Why Do Babies Smile?
Let us fix our eyes on Jesus, the author and perfecter of our faith…
And you should imitate me, just as I imitate Christ.
-Paul (1 Cor. 11:1)
Babies are kind of stupid. I mean, I love them and I think they are wonderful and cute and immeasurably valuable…. but they can’t reason well at all. Have you ever tried to have a conversation with one? They just stare at you. It’s like they don’t even know what you’re talking about.
Until you smile.
Then, something really interesting happens.
They smile back. Why? We used to think that it was just because our joy was so contagious. And maybe it is. But now we know something else. We are all mirrors. And we have a hard-wired tendency to imitate what is in front of us. Facial expressions. Behaviors. Values.
It’s called mimetic desire, and it’s how we learn most things in life (for more, study Rene Girard).
So maybe those of us who are parents should stop emphatically asking:
WELL IF YOUR FRIEND JUMPED OFF A BRIDGE WOULD YOU DO THAT TOO?

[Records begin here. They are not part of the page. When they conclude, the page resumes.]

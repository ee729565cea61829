//! Render targets
//!
//! Every task is rendered against exactly one target per pass:
//!
//! - [`Target::Live`]: mutate the cloud backend through its API
//! - [`Target::Text`]: append declarative resource blocks to a [`TextTarget`]
//! - [`Target::DryRun`]: compute deltas only

use crate::error::{CloudError, Result};
use serde_json::{Map, Value};
use std::collections::BTreeMap;
use std::fmt;
use std::path::{Path, PathBuf};
use std::sync::{Mutex, PoisonError};
use tokio::fs;

/// File name written by [`TextTarget::write_to`]
pub const TERRAFORM_FILE: &str = "kubernetes.tf.json";

/// Mutation sink selected once per run
#[derive(Debug)]
pub enum Target {
    Live,
    Text(TextTarget),
    DryRun,
}

impl Target {
    pub fn text() -> Self {
        Target::Text(TextTarget::new())
    }

    /// Whether this target mutates the backend
    pub fn is_live(&self) -> bool {
        matches!(self, Target::Live)
    }

    pub fn name(&self) -> &'static str {
        match self {
            Target::Live => "live",
            Target::Text(_) => "terraform",
            Target::DryRun => "dry-run",
        }
    }

    pub fn as_text(&self) -> Option<&TextTarget> {
        match self {
            Target::Text(text) => Some(text),
            _ => None,
        }
    }
}

/// Symbolic reference to an attribute of another rendered resource
#[derive(Debug, Clone, PartialEq, Eq)]
pub struct Reference {
    pub kind: String,
    pub name: String,
    pub attribute: String,
}

impl Reference {
    pub fn new(
        kind: impl Into<String>,
        name: impl Into<String>,
        attribute: impl Into<String>,
    ) -> Self {
        Self {
            kind: kind.into(),
            name: name.into(),
            attribute: attribute.into(),
        }
    }
}

impl fmt::Display for Reference {
    fn fmt(&self, f: &mut fmt::Formatter<'_>) -> fmt::Result {
        write!(f, "${{{}.{}.{}}}", self.kind, self.name, self.attribute)
    }
}

/// Field value of a rendered resource block
#[derive(Debug, Clone, PartialEq)]
pub enum FieldValue {
    Literal(Value),
    Reference(Reference),
    Block(BTreeMap<String, FieldValue>),
    List(Vec<FieldValue>),
}

impl FieldValue {
    pub fn literal(value: impl Into<Value>) -> Self {
        FieldValue::Literal(value.into())
    }

    pub fn reference(
        kind: impl Into<String>,
        name: impl Into<String>,
        attribute: impl Into<String>,
    ) -> Self {
        FieldValue::Reference(Reference::new(kind, name, attribute))
    }

    /// All symbolic references nested in this value
    pub fn references(&self) -> Vec<&Reference> {
        match self {
            FieldValue::Literal(_) => Vec::new(),
            FieldValue::Reference(r) => vec![r],
            FieldValue::Block(fields) => fields.values().flat_map(|v| v.references()).collect(),
            FieldValue::List(items) => items.iter().flat_map(|v| v.references()).collect(),
        }
    }

    fn to_json(&self) -> Value {
        match self {
            FieldValue::Literal(value) => value.clone(),
            FieldValue::Reference(r) => Value::String(r.to_string()),
            FieldValue::Block(fields) => Value::Object(fields_to_json(fields)),
            FieldValue::List(items) => Value::Array(items.iter().map(|v| v.to_json()).collect()),
        }
    }
}

fn fields_to_json(fields: &BTreeMap<String, FieldValue>) -> Map<String, Value> {
    fields
        .iter()
        .map(|(k, v)| (k.clone(), v.to_json()))
        .collect()
}

/// One declarative resource block
#[derive(Debug, Clone, PartialEq)]
pub struct ResourceBlock {
    pub kind: String,
    pub name: String,
    pub fields: BTreeMap<String, FieldValue>,
}

impl ResourceBlock {
    pub fn references(&self) -> Vec<&Reference> {
        self.fields.values().flat_map(|v| v.references()).collect()
    }

    pub fn field(&self, key: &str) -> Option<&FieldValue> {
        self.fields.get(key)
    }
}

/// Append-only declarative sink that never talks to the backend
#[derive(Debug, Default)]
pub struct TextTarget {
    blocks: Mutex<Vec<ResourceBlock>>,
}

impl TextTarget {
    pub fn new() -> Self {
        Self::default()
    }

    /// Append a resource block. A (kind, name) pair may only be rendered once.
    pub fn render_resource(
        &self,
        kind: &str,
        name: &str,
        fields: BTreeMap<String, FieldValue>,
    ) -> Result<()> {
        let mut blocks = self.blocks.lock().unwrap_or_else(PoisonError::into_inner);
        if blocks.iter().any(|b| b.kind == kind && b.name == name) {
            return Err(CloudError::InvalidConfig(format!(
                "resource {}.{} rendered twice",
                kind, name
            )));
        }
        tracing::debug!("Rendering {}.{}", kind, name);
        blocks.push(ResourceBlock {
            kind: kind.to_string(),
            name: name.to_string(),
            fields,
        });
        Ok(())
    }

    /// Snapshot of the blocks rendered so far, in render order
    pub fn blocks(&self) -> Vec<ResourceBlock> {
        self.blocks
            .lock()
            .unwrap_or_else(PoisonError::into_inner)
            .clone()
    }

    pub fn is_empty(&self) -> bool {
        self.blocks
            .lock()
            .unwrap_or_else(PoisonError::into_inner)
            .is_empty()
    }

    /// Render all blocks as a Terraform JSON document
    pub fn to_terraform_json(&self) -> Value {
        let mut by_kind: BTreeMap<String, Map<String, Value>> = BTreeMap::new();
        for block in self.blocks() {
            by_kind
                .entry(block.kind.clone())
                .or_default()
                .insert(block.name.clone(), Value::Object(fields_to_json(&block.fields)));
        }

        let resources: Map<String, Value> = by_kind
            .into_iter()
            .map(|(kind, named)| (kind, Value::Object(named)))
            .collect();

        let mut root = Map::new();
        root.insert("resource".to_string(), Value::Object(resources));
        Value::Object(root)
    }

    /// Write the Terraform JSON document into `dir`, creating it if needed
    pub async fn write_to(&self, dir: impl AsRef<Path>) -> Result<PathBuf> {
        let dir = dir.as_ref();
        if !dir.exists() {
            fs::create_dir_all(dir).await?;
            tracing::debug!("Created output directory: {}", dir.display());
        }

        let path = dir.join(TERRAFORM_FILE);
        let content = serde_json::to_string_pretty(&self.to_terraform_json())?;
        fs::write(&path, content).await?;

        tracing::info!("Wrote {} resources to {}", self.blocks().len(), path.display());
        Ok(path)
    }
}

Statistically speaking, yes. It’s likely.
Something in us is hardwired to copy. We see something in front of us and it immediately becomes more real and possible.
In the mid 1900’s running experts didn’t think the 4 minute mile barrier could ever be broken. It stood at 4:01 for a decade. Then Roger Banister broke it in 1954. Six weeks later, someone else brought it down another two seconds. Thirteen months after Bannister, three more runners broke four minutes- in one race. How is that possible?
When we see someone do something, two things happen.
1- We believe it’s possible.
2- Something in us is drawn to copy it.
We are mimetic people. Imitation is our reality.
This is why understanding discipleship is so important. In the Hebrew world, it was about so much more than knowledge. You didn’t want to just know what your Rabbi knew. You wanted to become who your Rabbi was. Discipleship was learning the actions and the behaviors of one who knew how to walk with God. That could only happen by imitation.
So when Jesus calls disciples to follow him, he does far more than talk. Over and over again he models a life that can be imitated. And he tells them clearly that part of what they are learning is to live the way he is living. We need a concrete example, so Jesus doesn’t simply talk about compassion. He shows it. He doesn’t just talk about prayer. He models it. He doesn’t wax eloquently about a self-giving life. He dies in front of them.
It’s no surprise then, that the writer of Hebrews implores his readers: “Fix your eyes on Jesus! He is the one who is creating this faith of ours!” We need to keep the life and behaviors of Jesus in the world so that we can believe they are possible, and have a real model to work with. And, like Paul figured out, we also need living examples right in front of us so that we can see something in order to practice it. The model of Jesus is good, but a living breathing person brings Jesus to life in a new way. We need people to imitate as they imitate Jesus.
What might it look like to move toward that this week? Maybe you need to dive back into the gospels, reading them and paying close attention to the actions of Jesus. Maybe fixing your eyes daily on Jesus will remind you of what love really is.
And who is in your life that you can learn Jesus from? What real models do you have around you that are worth imitating? They are deeply flawed individuals, as we all are, but maybe we need to walk a little more closely with other people walking with Jesus. And maybe, like one of those little mirror funhouse rooms, we can just encourage each other exponentially into eternity.
Keep smiling at babies, even when they are terrible conversation partners. And keep your eyes on Jesus, so that you can keep believing that all of this wild “on-earth-as-it-is-in-heaven" stuff is really possible.
Jesus, give me the strength to imitate you.